Information given

//! Feature selection and the seeded train/test split
//!
//! The model feature set is fixed and known in advance: the quantitative
//! bank-record columns plus the mean-target-encoded categorical columns.
//! The schema is validated up front so a missing column fails the stage
//! before any row is partitioned.

use anyhow::Result;
use polars::prelude::*;
use rand::rngs::StdRng;
use rand::seq::SliceRandom;
use rand::SeedableRng;

use super::encoder::CATEGORICAL_COLUMNS;
use super::error::PipelineError;

/// The quantitative attributes that feed the model directly.
pub const QUANT_COLUMNS: [&str; 14] = [
    "Customer_Age",
    "Dependent_count",
    "Months_on_book",
    "Total_Relationship_Count",
    "Months_Inactive_12_mon",
    "Contacts_Count_12_mon",
    "Credit_Limit",
    "Total_Revolving_Bal",
    "Avg_Open_To_Buy",
    "Total_Amt_Chng_Q4_Q1",
    "Total_Trans_Amt",
    "Total_Trans_Ct",
    "Total_Ct_Chng_Q4_Q1",
    "Avg_Utilization_Ratio",
];

/// Role a column plays in the model feature set.
#[derive(Debug, Clone, Copy, PartialEq, Eq)]
pub enum ColumnRole {
    /// A raw numeric attribute used as-is.
    Quantitative,
    /// A mean-target-encoded categorical attribute.
    Encoded,
    /// The prediction target.
    Label,
}

/// A named column with its role in the feature matrix.
#[derive(Debug, Clone)]
pub struct ColumnSpec {
    pub name: String,
    pub role: ColumnRole,
}

/// The typed feature schema: name and role for every column the model
/// consumes. Built once per run and validated against the table before any
/// row is selected, replacing ad-hoc runtime string lookups.
#[derive(Debug, Clone)]
pub struct FeatureSchema {
    columns: Vec<ColumnSpec>,
}

impl FeatureSchema {
    /// The fixed bank-churn schema: quantitative columns, encoded
    /// categorical columns named `{col}_{response}`, and the label.
    pub fn bank(response: &str) -> Self {
        let mut columns: Vec<ColumnSpec> = QUANT_COLUMNS
            .iter()
            .map(|name| ColumnSpec {
                name: name.to_string(),
                role: ColumnRole::Quantitative,
            })
            .collect();

        columns.extend(CATEGORICAL_COLUMNS.iter().map(|name| ColumnSpec {
            name: format!("{}_{}", name, response),
            role: ColumnRole::Encoded,
        }));

        columns.push(ColumnSpec {
            name: response.to_string(),
            role: ColumnRole::Label,
        });

        FeatureSchema { columns }
    }

    /// Names of the feature columns (everything except the label), in
    /// schema order.
    pub fn feature_names(&self) -> Vec<String> {
        self.columns
            .iter()
            .filter(|c| c.role != ColumnRole::Label)
            .map(|c| c.name.clone())
            .collect()
    }

    /// Check every schema column exists in the table.
    pub fn validate(&self, df: &DataFrame) -> Result<(), PipelineError> {
        for spec in &self.columns {
            if df.column(&spec.name).is_err() {
                return Err(PipelineError::MissingColumn(spec.name.clone()));
            }
        }
        Ok(())
    }
}

/// Split configuration: held-out fraction and shuffle seed.
///
/// The seed is explicit configuration threaded through the call, never
/// hidden process-wide state, so repeated runs and tests control it.
#[derive(Debug, Clone, Copy)]
pub struct SplitConfig {
    pub test_fraction: f64,
    pub seed: u64,
}

impl Default for SplitConfig {
    fn default() -> Self {
        Self {
            test_fraction: 0.3,
            seed: 42,
        }
    }
}

/// The partitioned feature matrices and label vectors.
#[derive(Debug, Clone)]
pub struct Split {
    pub x_train: DataFrame,
    pub x_test: DataFrame,
    pub y_train: Vec<i64>,
    pub y_test: Vec<i64>,
}

/// Select the fixed feature set and partition rows into train/test subsets.
///
/// The partition is a seeded pseudo-random shuffle of row indices; for a
/// fixed input table and seed the membership is identical on every
/// invocation. The test partition holds `ceil(test_fraction * rows)` rows
/// and the two partitions are disjoint with the full table as their union.
pub fn split_features(df: &DataFrame, response: &str, config: &SplitConfig) -> Result<Split> {
    if df.column(response).is_err() {
        return Err(PipelineError::MissingColumn(response.to_string()).into());
    }

    let schema = FeatureSchema::bank(response);
    schema.validate(df)?;

    let feature_names = schema.feature_names();
    let x = df.select(feature_names.iter().map(|s| s.as_str()))?;
    let y: Vec<i64> = df
        .column(response)?
        .cast(&DataType::Int64)?
        .i64()?
        .into_iter()
        .map(|v| v.unwrap_or(0))
        .collect();

    let n = df.height();
    let test_len = (config.test_fraction * n as f64).ceil() as usize;

    let mut indices: Vec<u32> = (0..n as u32).collect();
    let mut rng = StdRng::seed_from_u64(config.seed);
    indices.shuffle(&mut rng);

    let (test_idx, train_idx) = indices.split_at(test_len);

    let test_ca = IdxCa::from_vec("idx".into(), test_idx.to_vec());
    let train_ca = IdxCa::from_vec("idx".into(), train_idx.to_vec());

    let x_test = x.take(&test_ca)?;
    let x_train = x.take(&train_ca)?;
    let y_test: Vec<i64> = test_idx.iter().map(|&i| y[i as usize]).collect();
    let y_train: Vec<i64> = train_idx.iter().map(|&i| y[i as usize]).collect();

    Ok(Split {
        x_train,
        x_test,
        y_train,
        y_test,
    })
}

/// Convert a numeric feature frame into row-major f64 vectors for the
/// model layer.
pub fn to_rows(df: &DataFrame) -> Result<Vec<Vec<f64>>> {
    let mut columns: Vec<Vec<f64>> = Vec::with_capacity(df.width());
    for col in df.get_columns() {
        let values: Vec<f64> = col
            .cast(&DataType::Float64)?
            .f64()?
            .into_iter()
            .map(|v| v.unwrap_or(0.0))
            .collect();
        columns.push(values);
    }

    let n = df.height();
    let mut rows = vec![vec![0.0; columns.len()]; n];
    for (j, col) in columns.iter().enumerate() {
        for (i, &v) in col.iter().enumerate() {
            rows[i][j] = v;
        }
    }

    Ok(rows)
}

#[cfg(test)]
mod tests {
    use super::*;

    #[test]
    fn test_schema_has_nineteen_features() {
        let schema = FeatureSchema::bank("Churn");
        assert_eq!(schema.feature_names().len(), 19);
    }

    #[test]
    fn test_schema_encoded_names_follow_response() {
        let schema = FeatureSchema::bank("Churn");
        let names = schema.feature_names();
        assert!(names.contains(&"Gender_Churn".to_string()));
        assert!(names.contains(&"Card_Category_Churn".to_string()));
    }

    #[test]
    fn test_test_len_uses_ceiling() {
        // 0.3 * 7 = 2.1 -> 3 test rows.
        let n = 7usize;
        let test_len = (0.3 * n as f64).ceil() as usize;
        assert_eq!(test_len, 3);
    }

    #[test]
    fn test_missing_response_fails() {
        let df = df! {
            "Customer_Age" => [45i64, 58],
        }
        .unwrap();

        let err = split_features(&df, "Churn", &SplitConfig::default()).unwrap_err();
        let pipeline_err = err.downcast_ref::<PipelineError>().unwrap();
        assert!(matches!(pipeline_err, PipelineError::MissingColumn(c) if c == "Churn"));
    }

    #[test]
    fn test_to_rows_is_row_major() {
        let df = df! {
            "a" => [1.0f64, 2.0],
            "b" => [10.0f64, 20.0],
        }
        .unwrap();

        let rows = to_rows(&df).unwrap();
        assert_eq!(rows, vec![vec![1.0, 10.0], vec![2.0, 20.0]]);
    }
}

Your objective
What is needed is a verbatim copy of every line in the records above from the one containing "let (test_idx, train_idx)" down to the one containing "let x_train = x.take(&train_ca)?;", both included, and nothing more.

Answer box
    let (test_idx, train_idx) = indices.split_at(test_len);

    let test_ca = IdxCa::from_vec("idx".into(), test_idx.to_vec());
    let train_ca = IdxCa::from_vec("idx".into(), train_idx.to_vec());

    let x_test = x.take(&test_ca)?;
    let x_train = x.take(&train_ca)?;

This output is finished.